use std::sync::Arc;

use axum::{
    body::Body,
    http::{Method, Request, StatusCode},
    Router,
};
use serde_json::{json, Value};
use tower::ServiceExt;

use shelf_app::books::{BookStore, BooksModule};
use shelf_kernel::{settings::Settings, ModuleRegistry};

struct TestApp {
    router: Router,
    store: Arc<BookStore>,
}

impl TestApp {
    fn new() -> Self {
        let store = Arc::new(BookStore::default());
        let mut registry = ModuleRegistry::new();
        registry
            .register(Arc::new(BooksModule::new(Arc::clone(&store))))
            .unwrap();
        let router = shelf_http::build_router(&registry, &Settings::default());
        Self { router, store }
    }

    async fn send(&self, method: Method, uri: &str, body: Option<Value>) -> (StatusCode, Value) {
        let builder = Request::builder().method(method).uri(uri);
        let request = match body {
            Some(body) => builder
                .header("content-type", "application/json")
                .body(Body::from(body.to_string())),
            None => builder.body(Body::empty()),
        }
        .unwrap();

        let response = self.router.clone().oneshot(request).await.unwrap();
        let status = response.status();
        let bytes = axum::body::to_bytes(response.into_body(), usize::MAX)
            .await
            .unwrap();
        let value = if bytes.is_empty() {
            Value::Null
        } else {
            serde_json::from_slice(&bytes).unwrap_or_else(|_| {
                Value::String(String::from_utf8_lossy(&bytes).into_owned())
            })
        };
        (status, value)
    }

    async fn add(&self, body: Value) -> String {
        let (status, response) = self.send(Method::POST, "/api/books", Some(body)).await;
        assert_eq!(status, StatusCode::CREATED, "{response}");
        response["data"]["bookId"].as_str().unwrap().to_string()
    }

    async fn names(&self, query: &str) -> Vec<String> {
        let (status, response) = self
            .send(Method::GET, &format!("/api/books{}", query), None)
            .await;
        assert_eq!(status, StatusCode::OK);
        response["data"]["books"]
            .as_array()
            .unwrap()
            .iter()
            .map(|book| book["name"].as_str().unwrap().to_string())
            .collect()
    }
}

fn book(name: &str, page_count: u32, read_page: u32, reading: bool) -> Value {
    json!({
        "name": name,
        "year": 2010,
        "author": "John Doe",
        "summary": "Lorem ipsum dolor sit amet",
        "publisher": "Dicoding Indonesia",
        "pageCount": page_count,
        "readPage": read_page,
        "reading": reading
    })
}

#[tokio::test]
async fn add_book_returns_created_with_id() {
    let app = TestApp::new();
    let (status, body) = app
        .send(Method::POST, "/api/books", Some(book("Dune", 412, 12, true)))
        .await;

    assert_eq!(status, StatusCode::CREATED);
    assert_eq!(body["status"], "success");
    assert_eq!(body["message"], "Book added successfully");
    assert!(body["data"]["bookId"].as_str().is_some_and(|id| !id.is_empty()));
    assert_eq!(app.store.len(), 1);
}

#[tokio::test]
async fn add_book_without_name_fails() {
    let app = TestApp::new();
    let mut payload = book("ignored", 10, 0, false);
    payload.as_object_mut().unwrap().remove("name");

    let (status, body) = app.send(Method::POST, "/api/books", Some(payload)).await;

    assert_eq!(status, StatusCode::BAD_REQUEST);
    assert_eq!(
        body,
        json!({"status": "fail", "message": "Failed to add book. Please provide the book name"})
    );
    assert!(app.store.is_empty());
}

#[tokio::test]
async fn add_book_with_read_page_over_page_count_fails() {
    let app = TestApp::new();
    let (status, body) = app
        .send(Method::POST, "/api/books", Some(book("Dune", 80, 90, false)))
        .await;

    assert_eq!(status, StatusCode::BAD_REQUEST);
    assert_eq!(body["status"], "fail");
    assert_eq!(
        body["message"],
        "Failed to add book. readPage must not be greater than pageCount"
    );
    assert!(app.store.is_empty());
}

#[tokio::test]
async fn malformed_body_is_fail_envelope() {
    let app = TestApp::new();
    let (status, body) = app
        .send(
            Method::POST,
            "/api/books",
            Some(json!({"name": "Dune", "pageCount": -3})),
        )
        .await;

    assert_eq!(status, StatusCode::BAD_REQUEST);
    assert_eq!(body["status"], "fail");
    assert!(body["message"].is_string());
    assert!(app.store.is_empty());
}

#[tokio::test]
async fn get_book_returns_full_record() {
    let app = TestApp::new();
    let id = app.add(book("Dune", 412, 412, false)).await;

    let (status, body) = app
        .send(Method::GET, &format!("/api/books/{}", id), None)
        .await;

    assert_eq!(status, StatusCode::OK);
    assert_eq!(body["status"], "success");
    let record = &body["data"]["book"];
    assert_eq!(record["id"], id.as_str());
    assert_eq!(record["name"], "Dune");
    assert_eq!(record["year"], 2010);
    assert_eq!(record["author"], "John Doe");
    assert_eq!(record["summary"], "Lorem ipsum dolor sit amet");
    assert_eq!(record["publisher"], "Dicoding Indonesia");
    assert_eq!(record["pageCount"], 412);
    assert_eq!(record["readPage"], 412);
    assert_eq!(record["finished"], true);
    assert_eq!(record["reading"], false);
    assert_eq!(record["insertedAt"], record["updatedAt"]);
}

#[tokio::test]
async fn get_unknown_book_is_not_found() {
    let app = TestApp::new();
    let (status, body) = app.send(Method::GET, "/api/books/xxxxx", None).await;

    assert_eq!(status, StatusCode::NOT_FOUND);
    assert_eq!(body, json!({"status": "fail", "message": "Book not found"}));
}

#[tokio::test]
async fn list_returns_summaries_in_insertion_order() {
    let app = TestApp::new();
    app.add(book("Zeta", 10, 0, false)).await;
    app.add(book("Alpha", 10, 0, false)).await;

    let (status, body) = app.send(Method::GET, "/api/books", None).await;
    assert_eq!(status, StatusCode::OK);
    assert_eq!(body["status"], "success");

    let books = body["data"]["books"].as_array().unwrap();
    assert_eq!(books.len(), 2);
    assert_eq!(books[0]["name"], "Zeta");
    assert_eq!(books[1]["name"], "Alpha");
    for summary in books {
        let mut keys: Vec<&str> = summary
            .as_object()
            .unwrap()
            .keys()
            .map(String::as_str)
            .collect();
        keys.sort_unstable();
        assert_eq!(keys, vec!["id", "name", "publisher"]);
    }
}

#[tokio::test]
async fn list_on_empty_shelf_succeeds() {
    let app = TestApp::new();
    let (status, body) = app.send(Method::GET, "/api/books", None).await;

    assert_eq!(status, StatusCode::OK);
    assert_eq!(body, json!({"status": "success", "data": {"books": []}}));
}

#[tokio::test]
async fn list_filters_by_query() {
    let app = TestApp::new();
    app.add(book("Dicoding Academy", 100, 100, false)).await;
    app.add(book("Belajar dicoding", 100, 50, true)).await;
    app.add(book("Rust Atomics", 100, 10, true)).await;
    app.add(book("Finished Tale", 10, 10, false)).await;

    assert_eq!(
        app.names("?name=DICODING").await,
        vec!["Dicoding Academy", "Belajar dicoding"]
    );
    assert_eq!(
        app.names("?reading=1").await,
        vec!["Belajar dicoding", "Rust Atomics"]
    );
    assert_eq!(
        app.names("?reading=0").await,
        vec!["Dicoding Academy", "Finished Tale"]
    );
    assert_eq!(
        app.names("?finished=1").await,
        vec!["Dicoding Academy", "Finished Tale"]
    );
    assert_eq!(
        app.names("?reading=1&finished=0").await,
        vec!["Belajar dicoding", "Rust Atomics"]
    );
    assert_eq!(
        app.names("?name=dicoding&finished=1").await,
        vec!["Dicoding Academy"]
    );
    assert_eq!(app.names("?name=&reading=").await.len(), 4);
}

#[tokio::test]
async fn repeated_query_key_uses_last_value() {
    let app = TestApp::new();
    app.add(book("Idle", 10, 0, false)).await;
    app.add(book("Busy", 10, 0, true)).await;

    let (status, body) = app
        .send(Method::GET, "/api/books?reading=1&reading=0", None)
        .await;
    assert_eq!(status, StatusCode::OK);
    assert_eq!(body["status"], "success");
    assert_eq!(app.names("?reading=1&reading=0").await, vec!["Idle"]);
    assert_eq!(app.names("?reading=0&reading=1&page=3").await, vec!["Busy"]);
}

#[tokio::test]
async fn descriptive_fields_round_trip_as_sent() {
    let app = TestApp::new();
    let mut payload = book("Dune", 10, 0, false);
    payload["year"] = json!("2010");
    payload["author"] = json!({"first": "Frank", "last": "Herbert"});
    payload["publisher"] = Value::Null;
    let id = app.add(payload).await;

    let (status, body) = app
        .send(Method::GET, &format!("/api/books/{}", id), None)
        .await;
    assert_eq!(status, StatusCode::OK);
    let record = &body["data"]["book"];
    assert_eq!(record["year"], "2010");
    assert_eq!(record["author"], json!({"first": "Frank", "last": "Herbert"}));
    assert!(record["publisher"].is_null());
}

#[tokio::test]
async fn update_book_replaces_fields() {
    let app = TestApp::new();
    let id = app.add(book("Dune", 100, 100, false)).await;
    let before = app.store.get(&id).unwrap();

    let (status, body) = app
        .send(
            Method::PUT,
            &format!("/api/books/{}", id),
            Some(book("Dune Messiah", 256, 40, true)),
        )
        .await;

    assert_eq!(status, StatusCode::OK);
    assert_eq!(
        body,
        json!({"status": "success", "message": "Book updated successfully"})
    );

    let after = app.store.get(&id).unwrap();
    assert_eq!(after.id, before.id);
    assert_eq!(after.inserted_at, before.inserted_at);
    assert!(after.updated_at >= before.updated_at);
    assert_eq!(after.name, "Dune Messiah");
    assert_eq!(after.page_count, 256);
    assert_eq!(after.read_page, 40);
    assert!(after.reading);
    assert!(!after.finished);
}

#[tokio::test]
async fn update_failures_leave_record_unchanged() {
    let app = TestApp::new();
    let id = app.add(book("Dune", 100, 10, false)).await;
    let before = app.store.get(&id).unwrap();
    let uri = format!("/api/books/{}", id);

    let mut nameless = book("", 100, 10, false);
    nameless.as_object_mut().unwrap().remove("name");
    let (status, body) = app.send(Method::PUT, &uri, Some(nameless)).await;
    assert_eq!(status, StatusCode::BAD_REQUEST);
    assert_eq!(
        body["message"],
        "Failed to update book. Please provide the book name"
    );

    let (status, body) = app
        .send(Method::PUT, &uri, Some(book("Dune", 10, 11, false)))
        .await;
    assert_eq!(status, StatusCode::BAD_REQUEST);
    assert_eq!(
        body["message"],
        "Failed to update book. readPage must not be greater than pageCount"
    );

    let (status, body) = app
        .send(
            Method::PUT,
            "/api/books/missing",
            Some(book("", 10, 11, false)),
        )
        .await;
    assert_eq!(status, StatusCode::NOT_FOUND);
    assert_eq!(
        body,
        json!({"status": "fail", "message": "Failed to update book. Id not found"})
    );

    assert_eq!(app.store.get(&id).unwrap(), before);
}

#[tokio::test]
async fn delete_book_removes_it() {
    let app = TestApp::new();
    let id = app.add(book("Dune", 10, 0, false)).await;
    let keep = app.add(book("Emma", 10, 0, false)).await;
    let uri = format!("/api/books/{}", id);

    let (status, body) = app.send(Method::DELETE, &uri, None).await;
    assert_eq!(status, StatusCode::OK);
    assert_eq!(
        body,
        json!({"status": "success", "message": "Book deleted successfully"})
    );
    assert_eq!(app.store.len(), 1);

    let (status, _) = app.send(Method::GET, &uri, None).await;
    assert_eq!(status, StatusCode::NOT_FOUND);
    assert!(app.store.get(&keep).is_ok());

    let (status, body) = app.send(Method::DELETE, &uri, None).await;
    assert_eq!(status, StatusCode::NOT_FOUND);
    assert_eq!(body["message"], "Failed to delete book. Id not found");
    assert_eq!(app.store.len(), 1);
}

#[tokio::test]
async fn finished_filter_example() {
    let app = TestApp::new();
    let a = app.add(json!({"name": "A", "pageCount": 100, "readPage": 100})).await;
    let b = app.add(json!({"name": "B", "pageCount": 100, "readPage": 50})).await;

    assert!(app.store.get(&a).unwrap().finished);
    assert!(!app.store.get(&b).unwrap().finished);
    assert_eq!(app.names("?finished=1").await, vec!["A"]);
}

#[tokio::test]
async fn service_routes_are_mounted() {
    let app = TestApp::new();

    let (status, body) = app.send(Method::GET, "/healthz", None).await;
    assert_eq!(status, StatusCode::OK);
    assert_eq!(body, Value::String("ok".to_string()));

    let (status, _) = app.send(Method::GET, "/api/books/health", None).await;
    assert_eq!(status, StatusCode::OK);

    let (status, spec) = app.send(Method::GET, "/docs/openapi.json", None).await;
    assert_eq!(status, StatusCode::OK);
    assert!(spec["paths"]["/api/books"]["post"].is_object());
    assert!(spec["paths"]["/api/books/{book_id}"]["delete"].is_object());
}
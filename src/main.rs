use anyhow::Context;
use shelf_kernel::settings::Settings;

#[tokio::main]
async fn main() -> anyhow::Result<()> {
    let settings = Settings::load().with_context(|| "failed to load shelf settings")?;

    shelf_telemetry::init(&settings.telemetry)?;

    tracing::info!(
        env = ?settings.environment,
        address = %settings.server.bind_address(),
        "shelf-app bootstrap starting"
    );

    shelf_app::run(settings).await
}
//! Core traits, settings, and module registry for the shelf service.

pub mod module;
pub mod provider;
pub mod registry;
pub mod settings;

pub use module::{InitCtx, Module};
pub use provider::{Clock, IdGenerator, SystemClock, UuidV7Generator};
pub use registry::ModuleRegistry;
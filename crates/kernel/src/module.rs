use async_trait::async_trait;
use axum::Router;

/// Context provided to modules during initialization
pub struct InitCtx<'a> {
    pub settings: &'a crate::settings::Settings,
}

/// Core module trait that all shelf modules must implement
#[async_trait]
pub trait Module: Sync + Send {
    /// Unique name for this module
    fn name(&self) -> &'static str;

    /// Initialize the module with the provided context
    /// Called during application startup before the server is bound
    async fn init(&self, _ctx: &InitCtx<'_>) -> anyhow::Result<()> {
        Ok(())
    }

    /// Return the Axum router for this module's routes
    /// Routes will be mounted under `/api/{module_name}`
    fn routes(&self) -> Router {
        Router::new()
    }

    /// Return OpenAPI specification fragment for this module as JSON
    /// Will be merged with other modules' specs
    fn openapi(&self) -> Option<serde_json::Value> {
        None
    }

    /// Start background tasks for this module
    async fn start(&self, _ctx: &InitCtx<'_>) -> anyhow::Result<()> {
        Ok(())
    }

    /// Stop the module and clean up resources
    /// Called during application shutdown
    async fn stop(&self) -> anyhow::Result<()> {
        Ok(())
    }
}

- _Directions for this task_
Would you please copy every line from the listing above that contains the word "names"?

- _Completed exercise_
    async fn names(&self, query: &str) -> Vec<String> {
        app.names("?name=DICODING").await,
        app.names("?reading=1").await,
        app.names("?reading=0").await,
        app.names("?finished=1").await,
        app.names("?reading=1&finished=0").await,
        app.names("?name=dicoding&finished=1").await,
    assert_eq!(app.names("?name=&reading=").await.len(), 4);
    assert_eq!(app.names("?reading=1&reading=0").await, vec!["Idle"]);
    assert_eq!(app.names("?reading=0&reading=1&page=3").await, vec!["Busy"]);
    assert_eq!(app.names("?finished=1").await, vec!["A"]);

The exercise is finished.